If a line in the entries includes "runs", show that line.
----------------
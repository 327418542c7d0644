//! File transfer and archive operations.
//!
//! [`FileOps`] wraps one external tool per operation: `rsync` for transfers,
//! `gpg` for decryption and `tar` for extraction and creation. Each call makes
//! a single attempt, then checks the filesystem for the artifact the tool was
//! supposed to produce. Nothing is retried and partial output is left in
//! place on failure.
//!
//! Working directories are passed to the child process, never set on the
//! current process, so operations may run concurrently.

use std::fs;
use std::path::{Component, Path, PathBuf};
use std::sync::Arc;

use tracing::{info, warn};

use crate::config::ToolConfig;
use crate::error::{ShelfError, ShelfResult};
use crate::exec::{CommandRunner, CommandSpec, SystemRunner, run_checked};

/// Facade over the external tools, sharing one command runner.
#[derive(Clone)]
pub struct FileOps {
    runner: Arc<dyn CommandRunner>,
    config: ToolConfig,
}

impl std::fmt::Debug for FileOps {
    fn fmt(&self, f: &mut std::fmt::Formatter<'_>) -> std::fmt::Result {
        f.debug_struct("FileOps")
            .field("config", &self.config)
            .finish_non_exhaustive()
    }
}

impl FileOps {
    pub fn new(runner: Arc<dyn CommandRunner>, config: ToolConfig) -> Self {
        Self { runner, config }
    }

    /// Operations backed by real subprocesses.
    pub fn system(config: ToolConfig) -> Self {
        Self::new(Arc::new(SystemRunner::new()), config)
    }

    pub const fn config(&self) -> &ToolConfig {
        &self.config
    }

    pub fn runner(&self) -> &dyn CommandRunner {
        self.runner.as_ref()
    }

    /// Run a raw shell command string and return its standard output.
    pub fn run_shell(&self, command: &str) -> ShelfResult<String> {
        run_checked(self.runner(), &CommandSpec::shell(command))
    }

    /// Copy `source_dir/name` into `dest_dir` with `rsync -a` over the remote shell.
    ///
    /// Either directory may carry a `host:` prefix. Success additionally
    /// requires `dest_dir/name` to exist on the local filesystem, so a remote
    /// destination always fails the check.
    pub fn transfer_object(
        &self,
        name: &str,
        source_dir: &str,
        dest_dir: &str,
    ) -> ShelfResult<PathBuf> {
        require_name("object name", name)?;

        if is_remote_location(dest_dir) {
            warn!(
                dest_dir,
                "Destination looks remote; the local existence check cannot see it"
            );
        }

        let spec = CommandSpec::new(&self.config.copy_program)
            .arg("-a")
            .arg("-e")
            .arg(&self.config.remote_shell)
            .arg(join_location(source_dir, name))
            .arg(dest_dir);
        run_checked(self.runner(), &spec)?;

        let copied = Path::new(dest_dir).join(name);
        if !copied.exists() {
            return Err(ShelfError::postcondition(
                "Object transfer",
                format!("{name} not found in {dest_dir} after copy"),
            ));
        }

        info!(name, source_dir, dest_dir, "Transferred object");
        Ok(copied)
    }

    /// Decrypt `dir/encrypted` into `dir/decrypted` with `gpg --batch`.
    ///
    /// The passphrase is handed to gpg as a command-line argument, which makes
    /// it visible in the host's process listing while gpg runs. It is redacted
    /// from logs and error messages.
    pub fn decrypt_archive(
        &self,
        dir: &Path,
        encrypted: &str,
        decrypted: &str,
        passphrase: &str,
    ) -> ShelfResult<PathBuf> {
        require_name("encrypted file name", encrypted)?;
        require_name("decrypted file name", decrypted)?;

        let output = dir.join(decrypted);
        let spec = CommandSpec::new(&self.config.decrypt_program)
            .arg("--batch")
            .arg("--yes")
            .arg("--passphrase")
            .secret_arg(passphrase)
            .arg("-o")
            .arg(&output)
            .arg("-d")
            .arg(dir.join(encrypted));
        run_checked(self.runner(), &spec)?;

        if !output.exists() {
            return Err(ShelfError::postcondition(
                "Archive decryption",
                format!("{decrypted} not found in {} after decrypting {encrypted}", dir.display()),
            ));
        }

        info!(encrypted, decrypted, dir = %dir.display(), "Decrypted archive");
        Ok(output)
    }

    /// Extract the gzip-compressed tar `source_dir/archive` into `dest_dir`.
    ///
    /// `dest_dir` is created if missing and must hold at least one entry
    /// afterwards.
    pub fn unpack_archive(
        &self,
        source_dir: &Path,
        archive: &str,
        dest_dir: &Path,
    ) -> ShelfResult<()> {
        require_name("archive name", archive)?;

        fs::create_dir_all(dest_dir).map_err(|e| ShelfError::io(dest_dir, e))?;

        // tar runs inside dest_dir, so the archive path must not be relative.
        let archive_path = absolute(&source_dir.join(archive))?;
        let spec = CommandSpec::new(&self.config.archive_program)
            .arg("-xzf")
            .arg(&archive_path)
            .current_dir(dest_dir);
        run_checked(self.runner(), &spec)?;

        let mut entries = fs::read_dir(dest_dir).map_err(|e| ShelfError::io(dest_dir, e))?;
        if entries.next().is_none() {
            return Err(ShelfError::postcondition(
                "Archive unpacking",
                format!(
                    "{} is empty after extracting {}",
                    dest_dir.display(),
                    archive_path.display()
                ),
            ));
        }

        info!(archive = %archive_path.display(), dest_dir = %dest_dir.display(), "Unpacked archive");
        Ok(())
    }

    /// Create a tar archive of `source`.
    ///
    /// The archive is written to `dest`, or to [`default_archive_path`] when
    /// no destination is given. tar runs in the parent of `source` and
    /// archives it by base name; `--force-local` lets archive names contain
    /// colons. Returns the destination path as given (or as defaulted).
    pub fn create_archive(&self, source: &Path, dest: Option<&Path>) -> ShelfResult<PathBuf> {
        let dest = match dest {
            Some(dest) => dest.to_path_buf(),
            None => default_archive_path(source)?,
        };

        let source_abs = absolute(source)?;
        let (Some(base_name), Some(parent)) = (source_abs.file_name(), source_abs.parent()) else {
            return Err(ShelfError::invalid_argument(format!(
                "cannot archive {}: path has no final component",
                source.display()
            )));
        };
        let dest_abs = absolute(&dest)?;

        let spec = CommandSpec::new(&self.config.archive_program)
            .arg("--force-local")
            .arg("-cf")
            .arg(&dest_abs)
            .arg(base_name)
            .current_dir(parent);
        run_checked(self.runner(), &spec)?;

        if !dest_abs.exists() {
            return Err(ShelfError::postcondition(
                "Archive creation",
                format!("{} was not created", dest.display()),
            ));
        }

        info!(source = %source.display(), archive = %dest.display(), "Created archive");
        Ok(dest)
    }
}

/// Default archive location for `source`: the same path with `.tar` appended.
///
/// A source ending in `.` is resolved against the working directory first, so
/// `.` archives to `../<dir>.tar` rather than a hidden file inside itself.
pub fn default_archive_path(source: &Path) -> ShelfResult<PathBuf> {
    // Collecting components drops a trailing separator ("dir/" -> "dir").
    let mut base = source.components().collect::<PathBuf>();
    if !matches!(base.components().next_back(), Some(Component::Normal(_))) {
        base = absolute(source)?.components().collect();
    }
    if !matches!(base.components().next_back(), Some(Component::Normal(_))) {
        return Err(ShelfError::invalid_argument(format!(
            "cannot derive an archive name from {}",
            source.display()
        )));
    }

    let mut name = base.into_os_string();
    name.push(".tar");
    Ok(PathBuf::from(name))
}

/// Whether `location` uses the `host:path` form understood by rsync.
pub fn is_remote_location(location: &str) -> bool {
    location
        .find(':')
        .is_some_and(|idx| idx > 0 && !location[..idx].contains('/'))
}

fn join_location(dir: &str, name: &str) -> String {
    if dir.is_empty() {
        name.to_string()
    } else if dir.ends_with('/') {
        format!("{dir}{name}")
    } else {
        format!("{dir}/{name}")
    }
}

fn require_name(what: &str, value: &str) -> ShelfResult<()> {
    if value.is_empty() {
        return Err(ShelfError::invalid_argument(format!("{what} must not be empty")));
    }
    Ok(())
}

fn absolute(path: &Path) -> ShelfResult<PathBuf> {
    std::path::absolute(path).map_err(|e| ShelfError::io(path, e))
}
----------------
### Answer to this task
    /// it visible in the host's process listing while gpg runs. It is redacted
        // tar runs inside dest_dir, so the archive path must not be relative.
    /// no destination is given. tar runs in the parent of `source` and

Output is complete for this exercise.